Ultrasonic liposuction machine has been developed through three significant steps. The first generation device was a method of dissolving fat with a rod-shaped probe diameter of 4 to 6 mm and then suctioning additionally with a hollow cannula. Then, in the mid-1990s, a second-generation device was released to perform both processes simultaneously: suctioning fat while generating ultrasonic waves from the cannula itself. Then, in 2001, the third-generation technology with a frequency of 36 kHz was presented with a titanium probe with a more precise diameter (2.2-4.5 mm) than existing equipment. And this latest device accomplished the theoretical development of ultrasonic liposuction.
The most crucial concept in medical devices is 'tissue selectivity,' which targets to damage only the desired tissue. Therefore, the most extensive development was creating a theoretical foundation for reducing selective adipose tissue; resonance with an ultrasonic wave close to 37-42 kHz, where fat is best dissolved, targets adipose tissue.

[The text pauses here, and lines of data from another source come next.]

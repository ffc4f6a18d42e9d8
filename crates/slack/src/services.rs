//! Service names, payload schemas and the registry that keeps one handler
//! per service no matter how many accounts are set up.

use std::{collections::BTreeSet, fmt};

use presence_core::{
    domain::{
        account::EntityId,
        status::{Expiration, StatusField, StatusUpdate},
    },
    errors::DomainError,
};
use serde_json::{Map, Value};
use thiserror::Error;

pub const DOMAIN: &str = "slack_user";

pub const SERVICE_SET_STATUS: &str = "set_status";
pub const SERVICE_CLEAR_STATUS: &str = "clear_status";

pub const ATTR_ENTITY_ID: &str = "entity_id";
pub const ATTR_STATUS_TEXT: &str = "status_text";
pub const ATTR_STATUS_EMOJI: &str = "status_emoji";
pub const ATTR_EXPIRATION: &str = "expiration";

pub const ENTITY_MATCH_ALL: &str = "all";
pub const ENTITY_MATCH_NONE: &str = "none";

#[derive(Clone, Copy, Debug, PartialEq, Eq, PartialOrd, Ord, Hash)]
pub enum ServiceName {
    SetStatus,
    ClearStatus,
}

impl ServiceName {
    pub const ALL: [Self; 2] = [Self::SetStatus, Self::ClearStatus];

    pub fn parse(raw: &str) -> Option<Self> {
        match raw.trim() {
            SERVICE_SET_STATUS => Some(Self::SetStatus),
            SERVICE_CLEAR_STATUS => Some(Self::ClearStatus),
            _ => None,
        }
    }

    pub fn as_str(&self) -> &'static str {
        match self {
            Self::SetStatus => SERVICE_SET_STATUS,
            Self::ClearStatus => SERVICE_CLEAR_STATUS,
        }
    }

    fn allowed_fields(&self) -> &'static [&'static str] {
        match self {
            Self::SetStatus => {
                &[ATTR_ENTITY_ID, ATTR_STATUS_TEXT, ATTR_STATUS_EMOJI, ATTR_EXPIRATION]
            }
            Self::ClearStatus => &[ATTR_ENTITY_ID],
        }
    }
}

impl fmt::Display for ServiceName {
    fn fmt(&self, f: &mut fmt::Formatter<'_>) -> fmt::Result {
        write!(f, "{DOMAIN}.{}", self.as_str())
    }
}

#[derive(Clone, Debug, Error, PartialEq, Eq)]
pub enum SchemaError {
    #[error("service payload must be an object")]
    NotAnObject,
    #[error("required key `{0}` is missing")]
    MissingField(&'static str),
    #[error("extra key `{0}` is not allowed")]
    UnexpectedField(String),
    #[error("`{field}` must be {expected}")]
    InvalidType { field: &'static str, expected: &'static str },
    #[error(transparent)]
    Domain(#[from] DomainError),
}

#[derive(Clone, Debug, PartialEq, Eq)]
pub enum EntityTarget {
    All,
    Ids(Vec<EntityId>),
}

impl EntityTarget {
    /// Accepts a single id, a comma-separated string, a list of ids, or the
    /// `all` / `none` keywords.
    pub fn parse(value: &Value) -> Result<Self, SchemaError> {
        let raw_ids: Vec<&str> = match value {
            Value::String(raw) => {
                let keyword = raw.trim().to_ascii_lowercase();
                if keyword == ENTITY_MATCH_ALL {
                    return Ok(Self::All);
                }
                if keyword == ENTITY_MATCH_NONE {
                    return Ok(Self::Ids(Vec::new()));
                }
                raw.split(',').map(str::trim).filter(|part| !part.is_empty()).collect()
            }
            Value::Array(items) => items
                .iter()
                .map(|item| {
                    item.as_str().ok_or(SchemaError::InvalidType {
                        field: ATTR_ENTITY_ID,
                        expected: "a list of entity id strings",
                    })
                })
                .collect::<Result<_, _>>()?,
            _ => {
                return Err(SchemaError::InvalidType {
                    field: ATTR_ENTITY_ID,
                    expected: "an entity id string or a list of them",
                })
            }
        };

        if raw_ids.iter().any(|raw| raw.eq_ignore_ascii_case(ENTITY_MATCH_ALL)) {
            return Ok(Self::All);
        }

        let mut ids = Vec::with_capacity(raw_ids.len());
        for raw in raw_ids {
            let id = EntityId::parse(raw)?;
            if !ids.contains(&id) {
                ids.push(id);
            }
        }
        Ok(Self::Ids(ids))
    }
}

/// A validated service invocation.
#[derive(Clone, Debug, PartialEq, Eq)]
pub enum ServiceCall {
    SetStatus { target: EntityTarget, update: StatusUpdate },
    ClearStatus { target: EntityTarget },
}

impl ServiceCall {
    pub fn parse(service: ServiceName, payload: &Value) -> Result<Self, SchemaError> {
        let Value::Object(fields) = payload else {
            return Err(SchemaError::NotAnObject);
        };

        if let Some(extra) =
            fields.keys().find(|key| !service.allowed_fields().contains(&key.as_str()))
        {
            return Err(SchemaError::UnexpectedField(extra.clone()));
        }

        let target = fields
            .get(ATTR_ENTITY_ID)
            .ok_or(SchemaError::MissingField(ATTR_ENTITY_ID))
            .and_then(EntityTarget::parse)?;

        match service {
            ServiceName::ClearStatus => Ok(Self::ClearStatus { target }),
            ServiceName::SetStatus => {
                let text = optional_string(fields, ATTR_STATUS_TEXT)?;
                let emoji = optional_string(fields, ATTR_STATUS_EMOJI)?;
                let expiration = match optional_string(fields, ATTR_EXPIRATION)? {
                    None => Expiration::Unset,
                    Some(raw) => Expiration::parse(&raw)?,
                };

                Ok(Self::SetStatus {
                    target,
                    update: StatusUpdate::new(
                        StatusField::from_optional(text),
                        StatusField::from_optional(emoji),
                        expiration,
                    ),
                })
            }
        }
    }

    pub fn service(&self) -> ServiceName {
        match self {
            Self::SetStatus { .. } => ServiceName::SetStatus,
            Self::ClearStatus { .. } => ServiceName::ClearStatus,
        }
    }

    pub fn target(&self) -> &EntityTarget {
        match self {
            Self::SetStatus { target, .. } | Self::ClearStatus { target } => target,
        }
    }

    pub fn update(&self) -> StatusUpdate {
        match self {
            Self::SetStatus { update, .. } => update.clone(),
            Self::ClearStatus { .. } => StatusUpdate::clear(),
        }
    }
}

// Numbers are coerced to strings the way a lenient string validator does.
fn optional_string(
    fields: &Map<String, Value>,
    field: &'static str,
) -> Result<Option<String>, SchemaError> {
    match fields.get(field) {
        None | Some(Value::Null) => Ok(None),
        Some(Value::String(value)) => Ok(Some(value.clone())),
        Some(Value::Number(value)) => Ok(Some(value.to_string())),
        Some(_) => Err(SchemaError::InvalidType { field, expected: "a string" }),
    }
}

/// Services registered under the integration domain.
#[derive(Debug, Default)]
pub struct ServiceRegistry {
    registered: BTreeSet<ServiceName>,
}

impl ServiceRegistry {
    /// Returns false when the service was already registered.
    pub fn register(&mut self, service: ServiceName) -> bool {
        self.registered.insert(service)
    }

    pub fn unregister(&mut self, service: ServiceName) -> bool {
        self.registered.remove(&service)
    }

    pub fn contains(&self, service: ServiceName) -> bool {
        self.registered.contains(&service)
    }

    pub fn names(&self) -> Vec<ServiceName> {
        self.registered.iter().copied().collect()
    }
}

Among three significant interactions between this device and the tissue, the most important concept is 'cavitation'. For safe liposuction, when local anesthesia is performed with tumescent solution, Ultrasound waves are sent deep into the layers of your skin, causing a disruptive vibration with the probe moving back and forth repeatedly. And the tiny bubbles in the anesthetic solution get bigger and bigger, and eventually, these bubbles burst, breaking apart the surrounding fat cells. This technique is called cavitation and usually occurs within a few millimeters of the probe's tip, but it also occurs around minor grooves next to the probe.
The second interaction is the 'mechanical effect,' implying that reiterated contact has the consequence of physically destroying the tissue. And the third is the 'heat effect'. Repeated movement of tens of thousands of times per second will eventually generate frictional heat. Tissue changes caused by heat make the skin firm after the procedure and can also cause side effects such as burns, so you should always try to control this frictional heat. Moreover, it is also required to develop a needle with a smaller caliber for this purpose.
The thinner the probe, the less energy is transmitted. So the thinner probes allow fewer side effects due to heat, more sophisticated surgery, and minimized incision of the inlet. However, the problem is the probe manufacturing technology. In fact, out of a strong material called titanium, it is very complex to make a thin probe with a strong material called titanium because the probe must be strong enough to withstand tens of thousands of vibrations per second.
Elsa's 0.9mm probe, recently developed by New Pont, has the smallest diameter globally and is smaller than an 18G needle for blood collection. Thus this innovative technology allows surgery to be performed without incision and with only a minor injection mark. In addition, it is evaluated as an optimized device for stable procedures by applying the 'Deep Sono Algorithm' that tracks the frequency in real-time and keeps the output constant.